Bogosities in pg_dump's extended statistics support

From: Tom Lane <tgl(at)sss(dot)pgh(dot)pa(dot)us>
To: pgsql-hackers(at)lists(dot)postgresql(dot)org
Subject: Bogosities in pg_dump's extended statistics support
Date: 2018-02-11 05:56:46
Message-ID: 18272.1518328606@sss.pgh.pa.us
Views: Raw Message | Whole Thread | Download mbox | Resend email
Thread:
Lists: pgsql-hackers

While poking around in pg_dump for another purpose, I happened to notice
these things about its handling of extended-statistics objects:

1. pg_dump supposes that a stats object must be in the same schema as
the table it's on. This is flat wrong.

regression=# create schema s1;
CREATE SCHEMA
regression=# create table s1.mytab (f1 int, f2 int);
CREATE TABLE
regression=# create schema s2;
CREATE SCHEMA
regression=# create statistics s2.mystats on f1, f2 from s1.mytab;
CREATE STATISTICS

Even if this weren't flat wrong already, it's not going to scale to the
intended expansion of stats objects to describe multi-table stats.

2. pg_dump supposes that a stats object must have the same owner as
the table it's on.

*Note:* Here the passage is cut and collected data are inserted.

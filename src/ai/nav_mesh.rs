use serde::{Deserialize, Serialize};
use smallvec::SmallVec;
use std::collections::BTreeMap;

use super::waypoint::WaypointId;

/// A directed traversability link between two nodes of the same search level.
#[derive(Clone, Copy, Debug, PartialEq, Serialize, Deserialize)]
pub struct WaypointPair {
    from: WaypointId,
    to: WaypointId,
    /// Straight-line distance between the endpoints at insertion time.
    cost: f32,
}

impl WaypointPair {
    pub fn new(from: WaypointId, to: WaypointId, cost: f32) -> Self {
        Self { from, to, cost }
    }

    #[inline]
    pub fn waypoint_from(&self) -> WaypointId {
        self.from
    }

    #[inline]
    pub fn waypoint_to(&self) -> WaypointId {
        self.to
    }

    #[inline]
    pub fn cost(&self) -> f32 {
        self.cost
    }
}

/// Directed edges of one search level, grouped by source node.
///
/// Edges of a node iterate in insertion order, keys in id order, so every
/// traversal over the mesh is deterministic.
#[derive(Clone, Debug, Default, Serialize, Deserialize)]
pub struct NavMesh {
    edges: BTreeMap<WaypointId, SmallVec<[WaypointPair; 8]>>,
}

impl NavMesh {
    pub fn new() -> Self {
        Self::default()
    }

    /// Add `from -> to`. Returns false if that directed edge already exists.
    pub fn add_edge(&mut self, from: WaypointId, to: WaypointId, cost: f32) -> bool {
        let edges = self.edges.entry(from).or_default();
        if edges.iter().any(|pair| pair.to == to) {
            return false;
        }
        edges.push(WaypointPair::new(from, to, cost));
        true
    }

    pub fn remove_edge(&mut self, from: WaypointId, to: WaypointId) -> bool {
        let Some(edges) = self.edges.get_mut(&from) else {
            return false;
        };
        let before = edges.len();
        edges.retain(|pair| pair.to != to);
        let removed = edges.len() != before;
        if edges.is_empty() {
            self.edges.remove(&from);
        }
        removed
    }

    /// Remove every edge leaving or entering `waypoint`.
    pub fn remove_all_edges(&mut self, waypoint: WaypointId) {
        self.edges.remove(&waypoint);
        self.edges.retain(|_, edges| {
            edges.retain(|pair| pair.to != waypoint);
            !edges.is_empty()
        });
    }

    /// Remove only the edges leaving `waypoint`.
    pub fn remove_edges_from(&mut self, waypoint: WaypointId) {
        self.edges.remove(&waypoint);
    }

    /// Outgoing edges of `waypoint`, in insertion order.
    pub fn edges_from(&self, waypoint: WaypointId) -> &[WaypointPair] {
        self.edges
            .get(&waypoint)
            .map(|edges| edges.as_slice())
            .unwrap_or(&[])
    }

    pub fn contains_edge(&self, from: WaypointId, to: WaypointId) -> bool {
        self.edges_from(from).iter().any(|pair| pair.to == to)
    }

    /// An edge is one-way when the mesh holds no edge in the opposite direction.
    pub fn is_one_way(&self, pair: &WaypointPair) -> bool {
        !self.contains_edge(pair.to, pair.from)
    }

    pub fn edge_count(&self) -> usize {
        self.edges.values().map(|edges| edges.len()).sum()
    }

    pub fn is_empty(&self) -> bool {
        self.edges.is_empty()
    }

    pub fn clear(&mut self) {
        self.edges.clear();
    }

    /// All edges, grouped by source id.
    pub fn iter(&self) -> impl Iterator<Item = &WaypointPair> {
        self.edges.values().flat_map(|edges| edges.iter())
    }
}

This is also flat wrong, despite the backend
restriction that the stats creator must have ownership privilege
on the table:

regression=# create user tableowner;
CREATE ROLE
regression=# create user statsowner;
CREATE ROLE
regression=# grant tableowner to statsowner;
GRANT ROLE
regression=# \c - tableowner
You are now connected to database "regression" as user "tableowner".
regression=> create table sometable (f1 int, f2 int);
CREATE TABLE
regression=> \c - statsowner
You are now connected to database "regression" as user "statsowner".
regression=> create statistics somestats on f1, f2 from sometable;
CREATE STATISTICS

3. pg_dump decides whether to dump a stats object on the basis of whether
its underlying table is going to be dumped. While that's not totally
silly today, it likewise isn't going to scale to multi-table stats.
I propose that we should just treat extended stats objects like other
generic database objects --- which, in practice, means "dump if the
containing schema is getting dumped". We don't exclude views or matviews
on the basis of whether their underlying tables are going to be dumped,
so why should stats objects operate differently from those?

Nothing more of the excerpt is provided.